◆ DIRECTIONS
Look through the listing below for the word "Unknown" and copy every line where it occurs.

[DATA FOR ANALYSIS Boundary: Start]

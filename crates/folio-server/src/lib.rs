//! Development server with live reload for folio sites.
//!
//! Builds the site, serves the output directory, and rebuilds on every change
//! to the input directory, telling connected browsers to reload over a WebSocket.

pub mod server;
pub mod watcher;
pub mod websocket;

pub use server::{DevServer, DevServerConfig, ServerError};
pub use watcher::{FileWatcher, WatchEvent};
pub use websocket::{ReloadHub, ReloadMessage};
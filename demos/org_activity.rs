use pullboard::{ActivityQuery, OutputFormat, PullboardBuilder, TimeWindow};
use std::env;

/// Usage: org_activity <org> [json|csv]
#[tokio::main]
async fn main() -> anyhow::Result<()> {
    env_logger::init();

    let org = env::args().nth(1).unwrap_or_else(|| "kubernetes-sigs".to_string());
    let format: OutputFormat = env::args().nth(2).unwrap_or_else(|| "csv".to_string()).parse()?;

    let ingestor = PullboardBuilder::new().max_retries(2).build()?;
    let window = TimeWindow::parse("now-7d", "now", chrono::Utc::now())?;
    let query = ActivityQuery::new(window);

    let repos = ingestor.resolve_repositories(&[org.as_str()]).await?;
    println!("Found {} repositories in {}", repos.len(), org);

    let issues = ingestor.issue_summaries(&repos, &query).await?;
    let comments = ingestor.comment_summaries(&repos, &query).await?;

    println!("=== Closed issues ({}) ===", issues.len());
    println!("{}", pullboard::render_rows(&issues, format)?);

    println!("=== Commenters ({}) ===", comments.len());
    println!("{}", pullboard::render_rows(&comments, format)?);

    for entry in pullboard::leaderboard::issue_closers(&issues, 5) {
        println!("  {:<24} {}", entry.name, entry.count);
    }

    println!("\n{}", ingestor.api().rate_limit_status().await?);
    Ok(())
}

[DATA FOR ANALYSIS Boundary: End]
[DATA FOR ANALYSIS Boundary: Start]

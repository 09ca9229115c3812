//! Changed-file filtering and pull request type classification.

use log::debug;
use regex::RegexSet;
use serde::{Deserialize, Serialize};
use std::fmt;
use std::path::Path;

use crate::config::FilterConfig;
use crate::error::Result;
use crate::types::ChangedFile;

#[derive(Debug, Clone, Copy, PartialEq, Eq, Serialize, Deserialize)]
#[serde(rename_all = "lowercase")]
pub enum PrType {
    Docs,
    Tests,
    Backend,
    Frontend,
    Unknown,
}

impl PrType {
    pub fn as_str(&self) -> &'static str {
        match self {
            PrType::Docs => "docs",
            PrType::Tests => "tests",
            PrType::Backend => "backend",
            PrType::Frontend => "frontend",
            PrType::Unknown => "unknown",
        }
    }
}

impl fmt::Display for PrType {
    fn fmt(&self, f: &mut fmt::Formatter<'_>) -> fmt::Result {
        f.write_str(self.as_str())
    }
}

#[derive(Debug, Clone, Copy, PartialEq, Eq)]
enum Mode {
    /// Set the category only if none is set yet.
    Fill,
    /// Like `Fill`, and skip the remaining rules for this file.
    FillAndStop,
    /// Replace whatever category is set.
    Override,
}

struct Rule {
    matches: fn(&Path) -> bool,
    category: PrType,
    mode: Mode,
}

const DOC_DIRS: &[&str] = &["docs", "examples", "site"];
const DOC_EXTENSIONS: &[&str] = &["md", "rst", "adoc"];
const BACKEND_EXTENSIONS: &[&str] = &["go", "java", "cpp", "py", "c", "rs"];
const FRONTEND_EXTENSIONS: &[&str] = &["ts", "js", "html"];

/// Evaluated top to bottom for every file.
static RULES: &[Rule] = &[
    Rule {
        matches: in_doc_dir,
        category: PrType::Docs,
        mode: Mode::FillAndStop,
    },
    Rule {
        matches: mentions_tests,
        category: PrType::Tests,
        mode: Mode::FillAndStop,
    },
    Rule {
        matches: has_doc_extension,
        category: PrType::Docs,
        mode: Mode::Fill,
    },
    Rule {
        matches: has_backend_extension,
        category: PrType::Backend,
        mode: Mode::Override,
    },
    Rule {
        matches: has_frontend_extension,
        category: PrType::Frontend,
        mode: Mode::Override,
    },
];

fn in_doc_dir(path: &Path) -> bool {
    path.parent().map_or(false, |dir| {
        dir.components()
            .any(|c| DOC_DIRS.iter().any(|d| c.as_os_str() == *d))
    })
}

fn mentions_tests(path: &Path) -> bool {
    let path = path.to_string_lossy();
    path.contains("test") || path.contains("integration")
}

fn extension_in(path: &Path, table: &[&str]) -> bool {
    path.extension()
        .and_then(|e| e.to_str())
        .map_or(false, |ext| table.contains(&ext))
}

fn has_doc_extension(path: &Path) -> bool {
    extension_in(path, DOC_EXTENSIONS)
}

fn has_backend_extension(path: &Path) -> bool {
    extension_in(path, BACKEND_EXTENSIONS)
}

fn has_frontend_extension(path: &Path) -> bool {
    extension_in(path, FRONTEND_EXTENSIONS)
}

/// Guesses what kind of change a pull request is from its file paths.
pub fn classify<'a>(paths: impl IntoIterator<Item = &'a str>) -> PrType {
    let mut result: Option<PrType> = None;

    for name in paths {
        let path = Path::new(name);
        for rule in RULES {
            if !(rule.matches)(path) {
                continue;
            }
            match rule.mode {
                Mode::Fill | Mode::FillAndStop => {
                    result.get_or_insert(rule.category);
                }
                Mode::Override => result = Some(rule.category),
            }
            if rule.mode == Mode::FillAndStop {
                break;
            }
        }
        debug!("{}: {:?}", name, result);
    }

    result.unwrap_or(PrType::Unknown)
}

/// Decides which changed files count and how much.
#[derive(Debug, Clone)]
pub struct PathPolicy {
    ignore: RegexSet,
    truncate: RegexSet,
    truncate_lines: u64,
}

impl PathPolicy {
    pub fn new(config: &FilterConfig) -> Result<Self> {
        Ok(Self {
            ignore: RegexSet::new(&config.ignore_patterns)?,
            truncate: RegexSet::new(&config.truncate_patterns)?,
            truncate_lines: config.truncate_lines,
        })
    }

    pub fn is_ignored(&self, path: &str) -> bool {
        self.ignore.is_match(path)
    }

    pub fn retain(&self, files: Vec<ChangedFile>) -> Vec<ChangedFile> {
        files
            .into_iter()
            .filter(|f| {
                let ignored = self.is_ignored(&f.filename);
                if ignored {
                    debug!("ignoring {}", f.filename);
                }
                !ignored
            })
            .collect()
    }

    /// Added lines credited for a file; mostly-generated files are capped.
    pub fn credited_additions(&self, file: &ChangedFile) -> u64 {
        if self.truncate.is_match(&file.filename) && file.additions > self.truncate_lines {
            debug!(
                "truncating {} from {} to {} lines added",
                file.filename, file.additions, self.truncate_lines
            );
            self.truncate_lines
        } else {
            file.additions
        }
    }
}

[DATA FOR ANALYSIS Boundary: End]
[DATA FOR ANALYSIS Boundary: Start]

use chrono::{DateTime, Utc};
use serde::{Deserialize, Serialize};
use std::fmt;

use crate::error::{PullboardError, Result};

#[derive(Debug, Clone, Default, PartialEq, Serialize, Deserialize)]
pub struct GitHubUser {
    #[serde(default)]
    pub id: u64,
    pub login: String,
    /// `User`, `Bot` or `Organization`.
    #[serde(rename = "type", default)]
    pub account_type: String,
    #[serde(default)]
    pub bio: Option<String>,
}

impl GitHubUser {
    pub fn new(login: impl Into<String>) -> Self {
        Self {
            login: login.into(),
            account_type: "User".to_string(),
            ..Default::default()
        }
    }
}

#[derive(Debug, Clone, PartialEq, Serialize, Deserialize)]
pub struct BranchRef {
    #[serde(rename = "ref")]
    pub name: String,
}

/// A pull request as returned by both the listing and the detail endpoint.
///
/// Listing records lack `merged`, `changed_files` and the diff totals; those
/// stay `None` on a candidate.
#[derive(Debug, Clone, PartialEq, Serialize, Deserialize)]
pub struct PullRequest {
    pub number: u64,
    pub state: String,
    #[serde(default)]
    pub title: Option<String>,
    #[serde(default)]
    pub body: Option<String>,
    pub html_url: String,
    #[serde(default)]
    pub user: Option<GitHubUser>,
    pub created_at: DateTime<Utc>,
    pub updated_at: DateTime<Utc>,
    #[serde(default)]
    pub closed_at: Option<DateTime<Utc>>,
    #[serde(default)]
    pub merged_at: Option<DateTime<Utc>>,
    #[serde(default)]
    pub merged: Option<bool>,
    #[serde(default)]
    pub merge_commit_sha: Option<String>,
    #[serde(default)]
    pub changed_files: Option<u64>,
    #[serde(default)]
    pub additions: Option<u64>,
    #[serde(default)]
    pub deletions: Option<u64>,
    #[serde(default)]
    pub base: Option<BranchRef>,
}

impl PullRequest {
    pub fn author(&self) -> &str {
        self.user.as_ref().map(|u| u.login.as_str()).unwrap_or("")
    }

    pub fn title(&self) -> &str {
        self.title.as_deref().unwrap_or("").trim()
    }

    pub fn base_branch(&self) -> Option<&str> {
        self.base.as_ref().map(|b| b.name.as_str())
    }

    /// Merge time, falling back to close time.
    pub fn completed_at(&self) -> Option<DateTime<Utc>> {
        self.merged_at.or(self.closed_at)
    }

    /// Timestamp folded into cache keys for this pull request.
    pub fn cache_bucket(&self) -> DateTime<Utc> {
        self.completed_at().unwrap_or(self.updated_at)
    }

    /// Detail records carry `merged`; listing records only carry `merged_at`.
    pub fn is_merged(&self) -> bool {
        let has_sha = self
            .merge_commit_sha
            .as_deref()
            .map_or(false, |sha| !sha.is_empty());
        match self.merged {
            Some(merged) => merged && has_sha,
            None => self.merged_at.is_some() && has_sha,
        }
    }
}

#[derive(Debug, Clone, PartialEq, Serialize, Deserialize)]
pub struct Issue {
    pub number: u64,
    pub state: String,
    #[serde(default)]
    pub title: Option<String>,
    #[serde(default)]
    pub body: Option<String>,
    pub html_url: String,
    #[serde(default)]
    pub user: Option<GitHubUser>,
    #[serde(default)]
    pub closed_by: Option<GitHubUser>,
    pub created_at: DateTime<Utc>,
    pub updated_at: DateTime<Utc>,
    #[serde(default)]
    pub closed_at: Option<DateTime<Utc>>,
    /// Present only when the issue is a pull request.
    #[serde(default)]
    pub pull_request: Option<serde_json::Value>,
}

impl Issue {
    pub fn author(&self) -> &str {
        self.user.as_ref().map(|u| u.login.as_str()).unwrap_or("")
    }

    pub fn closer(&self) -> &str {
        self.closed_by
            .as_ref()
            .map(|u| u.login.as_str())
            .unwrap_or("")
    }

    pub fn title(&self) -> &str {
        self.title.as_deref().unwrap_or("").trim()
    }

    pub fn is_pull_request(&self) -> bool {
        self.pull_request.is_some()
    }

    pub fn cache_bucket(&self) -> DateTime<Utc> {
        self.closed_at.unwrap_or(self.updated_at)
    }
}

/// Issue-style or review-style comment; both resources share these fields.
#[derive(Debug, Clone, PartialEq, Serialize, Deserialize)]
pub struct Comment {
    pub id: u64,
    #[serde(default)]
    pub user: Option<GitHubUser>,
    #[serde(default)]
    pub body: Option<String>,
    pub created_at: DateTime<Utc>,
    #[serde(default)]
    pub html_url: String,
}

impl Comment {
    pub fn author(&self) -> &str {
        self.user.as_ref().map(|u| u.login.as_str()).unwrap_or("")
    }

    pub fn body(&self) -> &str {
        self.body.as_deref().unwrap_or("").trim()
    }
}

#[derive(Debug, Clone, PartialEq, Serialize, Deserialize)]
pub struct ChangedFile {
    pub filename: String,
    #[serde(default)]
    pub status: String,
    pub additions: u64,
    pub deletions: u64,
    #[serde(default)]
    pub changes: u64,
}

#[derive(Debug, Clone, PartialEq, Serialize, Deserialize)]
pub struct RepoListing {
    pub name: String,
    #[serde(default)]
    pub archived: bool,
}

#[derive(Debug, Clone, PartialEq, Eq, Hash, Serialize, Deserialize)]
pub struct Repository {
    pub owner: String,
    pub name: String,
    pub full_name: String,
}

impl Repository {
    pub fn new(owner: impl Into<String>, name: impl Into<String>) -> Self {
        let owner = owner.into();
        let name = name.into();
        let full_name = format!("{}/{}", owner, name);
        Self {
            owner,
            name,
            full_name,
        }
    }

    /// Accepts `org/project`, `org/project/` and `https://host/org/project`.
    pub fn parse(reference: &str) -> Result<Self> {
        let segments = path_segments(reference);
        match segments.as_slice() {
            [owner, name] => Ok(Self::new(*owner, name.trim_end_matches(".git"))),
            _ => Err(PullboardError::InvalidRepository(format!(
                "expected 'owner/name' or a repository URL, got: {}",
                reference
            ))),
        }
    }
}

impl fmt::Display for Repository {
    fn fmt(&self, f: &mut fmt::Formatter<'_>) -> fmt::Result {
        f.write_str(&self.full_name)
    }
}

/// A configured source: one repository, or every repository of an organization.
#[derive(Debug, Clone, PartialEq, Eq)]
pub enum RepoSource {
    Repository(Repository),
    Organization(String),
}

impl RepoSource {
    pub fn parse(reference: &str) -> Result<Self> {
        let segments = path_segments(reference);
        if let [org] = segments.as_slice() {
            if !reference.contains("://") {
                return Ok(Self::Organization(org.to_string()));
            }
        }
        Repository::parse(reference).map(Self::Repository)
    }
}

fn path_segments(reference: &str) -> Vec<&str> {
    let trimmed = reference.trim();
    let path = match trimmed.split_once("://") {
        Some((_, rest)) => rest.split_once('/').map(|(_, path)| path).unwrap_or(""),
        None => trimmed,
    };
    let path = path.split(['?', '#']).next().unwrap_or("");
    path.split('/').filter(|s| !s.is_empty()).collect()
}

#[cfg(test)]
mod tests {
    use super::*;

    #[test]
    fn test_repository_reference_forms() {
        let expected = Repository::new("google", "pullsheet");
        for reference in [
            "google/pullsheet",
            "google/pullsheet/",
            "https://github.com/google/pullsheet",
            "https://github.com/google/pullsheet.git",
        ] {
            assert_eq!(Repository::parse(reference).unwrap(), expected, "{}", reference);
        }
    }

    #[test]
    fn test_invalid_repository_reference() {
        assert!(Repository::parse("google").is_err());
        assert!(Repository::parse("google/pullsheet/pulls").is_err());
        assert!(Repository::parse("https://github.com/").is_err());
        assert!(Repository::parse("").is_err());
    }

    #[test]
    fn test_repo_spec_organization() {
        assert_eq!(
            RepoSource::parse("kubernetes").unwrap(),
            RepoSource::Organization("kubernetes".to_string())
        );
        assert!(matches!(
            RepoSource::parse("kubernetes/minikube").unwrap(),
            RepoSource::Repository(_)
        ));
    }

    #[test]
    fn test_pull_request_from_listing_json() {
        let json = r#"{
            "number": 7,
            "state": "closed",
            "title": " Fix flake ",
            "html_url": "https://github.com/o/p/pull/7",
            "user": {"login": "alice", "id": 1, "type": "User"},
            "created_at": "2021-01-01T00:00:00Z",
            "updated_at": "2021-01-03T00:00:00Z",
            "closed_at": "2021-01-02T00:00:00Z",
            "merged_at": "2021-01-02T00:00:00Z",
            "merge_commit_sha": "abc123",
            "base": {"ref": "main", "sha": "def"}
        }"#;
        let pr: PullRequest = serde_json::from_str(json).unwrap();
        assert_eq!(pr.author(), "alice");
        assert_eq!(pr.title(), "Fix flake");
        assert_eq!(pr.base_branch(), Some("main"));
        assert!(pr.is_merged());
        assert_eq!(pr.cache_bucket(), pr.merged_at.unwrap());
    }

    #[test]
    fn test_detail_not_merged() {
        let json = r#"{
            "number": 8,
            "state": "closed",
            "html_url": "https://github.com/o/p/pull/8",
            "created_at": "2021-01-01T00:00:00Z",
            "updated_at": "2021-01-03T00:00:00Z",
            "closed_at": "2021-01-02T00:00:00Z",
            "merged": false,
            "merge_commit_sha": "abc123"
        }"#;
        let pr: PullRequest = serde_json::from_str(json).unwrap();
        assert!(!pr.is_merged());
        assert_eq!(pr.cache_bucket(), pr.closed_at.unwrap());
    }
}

[DATA FOR ANALYSIS Boundary: End]

◆ YOUR RESPONSE
    Unknown,
            PrType::Unknown => "unknown",
    result.unwrap_or(PrType::Unknown)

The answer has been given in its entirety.